> Your task
Say how many lines in the entries below have the word "body" in them, giving only the number.

*** Opening of Records for the task ***

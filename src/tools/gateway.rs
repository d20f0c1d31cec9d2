//! `gateway_call` tool: forwards a call to a tool hosted on the gateway.

use std::sync::Arc;

use async_trait::async_trait;
use serde_json::{json, Value};

use crate::error::Result;
use crate::gateway::GatewayClient;

use super::types::required_str;
use super::{Tool, ToolContext};

pub struct GatewayCallTool {
    client: Arc<GatewayClient>,
}

impl GatewayCallTool {
    pub fn new(client: Arc<GatewayClient>) -> Self {
        Self { client }
    }
}

#[async_trait]
impl Tool for GatewayCallTool {
    fn name(&self) -> &str {
        "gateway_call"
    }

    fn description(&self) -> &str {
        "Call a tool hosted on the tool gateway by name with JSON arguments."
    }

    fn parameters(&self) -> Value {
        json!({
            "type": "object",
            "properties": {
                "tool_name": {
                    "type": "string",
                    "description": "Name of the gateway tool"
                },
                "arguments": {
                    "type": "object",
                    "description": "Arguments passed to the gateway tool"
                }
            },
            "required": ["tool_name"]
        })
    }

    async fn execute(&self, args: Value, _ctx: &ToolContext) -> Result<String> {
        let tool_name = required_str(&args, "tool_name")?;
        let arguments = args.get("arguments").cloned().unwrap_or_else(|| json!({}));
        let result = self.client.call_tool(tool_name, arguments).await?;
        Ok(match result {
            Value::String(s) => s,
            other => other.to_string(),
        })
    }
}
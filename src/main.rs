//! Switchboard CLI
//!
//! All CLI logic lives in the `cli` module. This file is just the entry point.

mod cli;

#[tokio::main]
async fn main() -> anyhow::Result<()> {
    cli::run().await
}
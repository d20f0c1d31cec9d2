//! Gateway client for OAuth-protected tool providers.
//!
//! The gateway speaks JSON-RPC 2.0 over HTTP. Tool calls look like:
//!
//! ```json
//! {"jsonrpc":"2.0","id":1,"method":"tools/call","params":{"name":"...","arguments":{...}}}
//! ```
//!
//! and are answered with either a `result` or an `error` member. Every
//! request carries a bearer token from the shared [`TokenCache`].

use std::sync::atomic::{AtomicU64, Ordering};
use std::sync::Arc;
use std::time::Duration;

use reqwest::Client;
use serde::{Deserialize, Serialize};
use serde_json::Value;
use tracing::{debug, info};

use crate::auth::{ClientCredentials, TokenCache};
use crate::config::GatewayConfig;
use crate::error::{Result, SwitchboardError};
use crate::utils::string::preview;

// ============================================================================
// JSON-RPC envelope
// ============================================================================

#[derive(Debug, Serialize)]
struct JsonRpcRequest<'a> {
    jsonrpc: &'static str,
    id: u64,
    method: &'static str,
    params: ToolCallParams<'a>,
}

#[derive(Debug, Serialize)]
struct ToolCallParams<'a> {
    name: &'a str,
    arguments: Value,
}

#[derive(Debug, Deserialize)]
struct JsonRpcResponse {
    #[serde(default)]
    result: Option<Value>,
    #[serde(default)]
    error: Option<Value>,
}

/// Render a JSON-RPC error member, preferring its `message`.
fn describe_rpc_error(error: &Value) -> String {
    match (error.get("code"), error.get("message").and_then(Value::as_str)) {
        (Some(code), Some(message)) => format!("{} (code {})", message, code),
        (None, Some(message)) => message.to_string(),
        _ => error.to_string(),
    }
}

// ============================================================================
// Gateway client
// ============================================================================

/// JSON-RPC client for the tool gateway.
pub struct GatewayClient {
    client: Client,
    url: String,
    credentials: ClientCredentials,
    tokens: Arc<TokenCache>,
    next_id: AtomicU64,
}

impl GatewayClient {
    pub fn new(
        client: Client,
        url: &str,
        credentials: ClientCredentials,
        tokens: Arc<TokenCache>,
    ) -> Self {
        Self {
            client,
            url: url.to_string(),
            credentials,
            tokens,
            next_id: AtomicU64::new(1),
        }
    }

    /// Build from the `gateway` config section, sharing `tokens`.
    pub fn from_config(config: &GatewayConfig, tokens: Arc<TokenCache>) -> Result<Self> {
        let client = Client::builder()
            .timeout(Duration::from_secs(config.timeout_secs))
            .build()?;
        Ok(Self::new(client, &config.url, config.credentials(), tokens))
    }

    pub fn url(&self) -> &str {
        &self.url
    }

    /// Call `tool_name` on the gateway and return its `result` member
    /// (`null` when absent).
    ///
    /// # Errors
    /// - [`SwitchboardError::Auth`] when no token can be obtained
    /// - [`SwitchboardError::Tool`] for non-2xx answers and JSON-RPC errors
    /// - [`SwitchboardError::Http`] for transport failures
    pub async fn call_tool(&self, tool_name: &str, arguments: Value) -> Result<Value> {
        let token = self.tokens.get_token(&self.credentials).await?;

        let request = JsonRpcRequest {
            jsonrpc: "2.0",
            id: self.next_id.fetch_add(1, Ordering::Relaxed),
            method: "tools/call",
            params: ToolCallParams {
                name: tool_name,
                arguments,
            },
        };

        info!(tool = %tool_name, gateway = %self.url, "Calling gateway tool");

        let response = self
            .client
            .post(&self.url)
            .bearer_auth(token)
            .json(&request)
            .send()
            .await?;

        let status = response.status();
        if !status.is_success() {
            let body = response.text().await.unwrap_or_default();
            return Err(SwitchboardError::Tool(format!(
                "gateway returned {}: {}",
                status,
                preview(&body, 200)
            )));
        }

        let body: JsonRpcResponse = response.json().await?;
        if let Some(error) = body.error {
            return Err(SwitchboardError::Tool(format!(
                "Gateway error: {}",
                describe_rpc_error(&error)
            )));
        }

        let result = body.result.unwrap_or(Value::Null);
        debug!(tool = %tool_name, result = %preview(&result.to_string(), 120), "Gateway tool returned");
        Ok(result)
    }
}
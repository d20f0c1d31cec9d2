//! Configuration management for Switchboard
//!
//! Configuration is loaded from `~/.switchboard/config.json` (or an explicit
//! path) with environment variable overrides. The loaded [`Config`] is handed
//! to constructors explicitly; there is no process-global instance.

mod types;

pub use types::*;

use std::collections::HashSet;
use std::path::{Path, PathBuf};

use crate::error::{Result, SwitchboardError};

impl Config {
    /// Returns the Switchboard configuration directory path (~/.switchboard)
    pub fn dir() -> PathBuf {
        dirs::home_dir()
            .unwrap_or_else(|| PathBuf::from("."))
            .join(".switchboard")
    }

    /// Returns the path to the config file (~/.switchboard/config.json)
    pub fn path() -> PathBuf {
        Self::dir().join("config.json")
    }

    /// Load configuration from the default path with environment overrides.
    ///
    /// If the config file doesn't exist, returns default configuration.
    pub fn load() -> Result<Self> {
        Self::load_from_path(&Self::path())
    }

    /// Load configuration from a specific path with environment overrides.
    pub fn load_from_path(path: &Path) -> Result<Self> {
        let mut config = if path.exists() {
            let content = std::fs::read_to_string(path)?;
            serde_json::from_str(&content)?
        } else {
            Config::default()
        };

        config.apply_env_overrides();

        Ok(config)
    }

    /// Resolved path of the local memory store file.
    pub fn memory_store_path(&self) -> PathBuf {
        match &self.memory.path {
            Some(path) => PathBuf::from(path),
            None => Self::dir()
                .join("memory")
                .join(format!("{}.json", self.memory.memory_id)),
        }
    }

    /// Apply environment variable overrides to the configuration.
    ///
    /// Environment variables follow the pattern: SWITCHBOARD_SECTION_KEY
    fn apply_env_overrides(&mut self) {
        if let Ok(val) = std::env::var("SWITCHBOARD_LOGGING_LEVEL") {
            self.logging.level = val;
        }

        // Server
        if let Ok(val) = std::env::var("SWITCHBOARD_SERVER_HOST") {
            self.server.host = val;
        }
        if let Ok(val) = std::env::var("SWITCHBOARD_SERVER_PORT") {
            if let Ok(v) = val.parse() {
                self.server.port = v;
            }
        }

        // Orchestrator
        if let Ok(val) = std::env::var("SWITCHBOARD_ORCHESTRATOR_MODEL") {
            self.orchestrator.model = val;
        }
        if let Ok(val) = std::env::var("SWITCHBOARD_ORCHESTRATOR_MAX_TOOL_ITERATIONS") {
            if let Ok(v) = val.parse() {
                self.orchestrator.max_tool_iterations = v;
            }
        }

        // Provider
        if let Ok(val) = std::env::var("SWITCHBOARD_PROVIDER_API_KEY") {
            self.provider.api_key = Some(val);
        }
        if let Ok(val) = std::env::var("SWITCHBOARD_PROVIDER_API_BASE") {
            self.provider.api_base = Some(val);
        }

        // Runtime
        if let Ok(val) = std::env::var("SWITCHBOARD_RUNTIME_BASE_URL") {
            self.runtime.base_url = val;
        }
        if let Ok(val) = std::env::var("SWITCHBOARD_RUNTIME_QUALIFIER") {
            self.runtime.qualifier = val;
        }

        // Memory
        if let Ok(val) = std::env::var("SWITCHBOARD_MEMORY_ID") {
            self.memory.memory_id = val;
        }
        if let Ok(val) = std::env::var("SWITCHBOARD_MEMORY_PATH") {
            self.memory.path = Some(val);
        }

        self.apply_gateway_env_overrides();
    }

    /// Apply gateway overrides. Any gateway variable creates the section.
    fn apply_gateway_env_overrides(&mut self) {
        if let Ok(val) = std::env::var("SWITCHBOARD_GATEWAY_URL") {
            self.gateway.get_or_insert_with(GatewayConfig::default).url = val;
        }
        if let Ok(val) = std::env::var("SWITCHBOARD_GATEWAY_CLIENT_ID") {
            self.gateway
                .get_or_insert_with(GatewayConfig::default)
                .client_id = val;
        }
        if let Ok(val) = std::env::var("SWITCHBOARD_GATEWAY_CLIENT_SECRET") {
            self.gateway
                .get_or_insert_with(GatewayConfig::default)
                .client_secret = val;
        }
        if let Ok(val) = std::env::var("SWITCHBOARD_GATEWAY_TOKEN_ENDPOINT") {
            self.gateway
                .get_or_insert_with(GatewayConfig::default)
                .token_endpoint = val;
        }
        if let Ok(val) = std::env::var("SWITCHBOARD_GATEWAY_SCOPE") {
            self.gateway.get_or_insert_with(GatewayConfig::default).scope = val;
        }
    }

    /// Check the configuration for problems that would only surface at
    /// request time.
    pub fn validate(&self) -> Result<()> {
        let mut seen = HashSet::new();
        for agent in &self.agents {
            if agent.name.trim().is_empty() {
                return Err(SwitchboardError::Config(
                    "agent entries must have a non-empty name".into(),
                ));
            }
            if agent.endpoint_id.trim().is_empty() {
                return Err(SwitchboardError::Config(format!(
                    "agent '{}' has an empty endpoint_id",
                    agent.name
                )));
            }
            if !seen.insert(agent.name.as_str()) {
                return Err(SwitchboardError::Config(format!(
                    "agent '{}' is declared more than once",
                    agent.name
                )));
            }
        }

        if self.runtime.timeout_secs == 0 || self.provider.timeout_secs == 0 {
            return Err(SwitchboardError::Config(
                "timeouts must be greater than zero".into(),
            ));
        }

        if let Some(auth) = &self.runtime.auth {
            auth.validate()
                .map_err(|e| SwitchboardError::Config(format!("runtime.auth: {}", e)))?;
        }

        if let Some(gateway) = &self.gateway {
            let missing: Vec<&str> = [
                ("url", gateway.url.as_str()),
                ("client_id", gateway.client_id.as_str()),
                ("client_secret", gateway.client_secret.as_str()),
                ("token_endpoint", gateway.token_endpoint.as_str()),
            ]
            .iter()
            .filter(|(_, v)| v.trim().is_empty())
            .map(|(k, _)| *k)
            .collect();
            if !missing.is_empty() {
                return Err(SwitchboardError::Config(format!(
                    "gateway is missing: {}",
                    missing.join(", ")
                )));
            }
            if gateway.timeout_secs == 0 {
                return Err(SwitchboardError::Config(
                    "gateway.timeout_secs must be greater than zero".into(),
                ));
            }
        }

        Ok(())
    }
}

#[cfg(test)]
mod tests {
    use super::*;
    use crate::agents::AgentTarget;
    use std::io::Write;

    fn agent(name: &str, endpoint: &str) -> AgentTarget {
        AgentTarget::new(name, endpoint)
    }

    #[test]
    fn test_defaults() {
        let config = Config::default();
        assert_eq!(config.server.port, 8080);
        assert_eq!(config.orchestrator.default_actor_id, DEFAULT_ACTOR_ID);
        assert_eq!(config.orchestrator.default_session_id, DEFAULT_SESSION_ID);
        assert_eq!(config.memory.recent_turns, 100);
        assert_eq!(config.memory.recall_max_results, 5);
        assert_eq!(config.runtime.qualifier, "DEFAULT");
        assert!(config.agents.is_empty());
        assert!(config.gateway.is_none());
    }

    #[test]
    fn test_load_missing_file_returns_defaults() {
        let dir = tempfile::tempdir().unwrap();
        let config = Config::load_from_path(&dir.path().join("nope.json")).unwrap();
        assert_eq!(config.memory.backend, MemoryBackend::Local);
    }

    #[test]
    fn test_load_partial_file() {
        let dir = tempfile::tempdir().unwrap();
        let path = dir.path().join("config.json");
        let mut file = std::fs::File::create(&path).unwrap();
        write!(
            file,
            r#"{{
                "agents": [
                    {{"name": "calculator", "endpoint_id": "arn:runtime/calculator-1"}},
                    {{"name": "researcher", "endpoint_id": "arn:runtime/researcher-1",
                      "description": "Searches the web"}}
                ],
                "memory": {{"backend": "disabled"}}
            }}"#
        )
        .unwrap();

        let config = Config::load_from_path(&path).unwrap();
        assert_eq!(config.agents.len(), 2);
        assert_eq!(config.agents[1].description.as_deref(), Some("Searches the web"));
        assert_eq!(config.memory.backend, MemoryBackend::Disabled);
        assert_eq!(config.memory.recent_turns, 100);
    }

    #[test]
    fn test_memory_store_path_override() {
        let mut config = Config::default();
        assert!(config
            .memory_store_path()
            .ends_with("memory/default-memory-id.json"));
        config.memory.path = Some("/tmp/store.json".into());
        assert_eq!(config.memory_store_path(), PathBuf::from("/tmp/store.json"));
    }

    #[test]
    fn test_validate_accepts_defaults() {
        assert!(Config::default().validate().is_ok());
    }

    #[test]
    fn test_validate_rejects_duplicate_agents() {
        let mut config = Config::default();
        config.agents = vec![agent("calculator", "a"), agent("calculator", "b")];
        let err = config.validate().unwrap_err();
        assert!(err.to_string().contains("more than once"));
    }

    #[test]
    fn test_validate_rejects_empty_endpoint() {
        let mut config = Config::default();
        config.agents = vec![agent("calculator", " ")];
        assert!(config.validate().is_err());
    }

    #[test]
    fn test_validate_rejects_incomplete_gateway() {
        let mut config = Config::default();
        config.gateway = Some(GatewayConfig {
            url: "https://gateway.example.com/mcp".into(),
            client_id: "id".into(),
            ..Default::default()
        });
        let err = config.validate().unwrap_err().to_string();
        assert!(err.contains("client_secret"));
        assert!(err.contains("token_endpoint"));
        assert!(!err.contains("client_id"));
    }

    #[test]
    fn test_gateway_credentials_default_scope() {
        let gateway = GatewayConfig {
            client_id: "id".into(),
            client_secret: "secret".into(),
            token_endpoint: "https://auth.example.com/oauth2/token".into(),
            ..Default::default()
        };
        let creds = gateway.credentials();
        assert_eq!(creds.scope.as_deref(), Some(DEFAULT_GATEWAY_SCOPE));
    }
}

*** Close of Records for the task ***

> Response to the task
5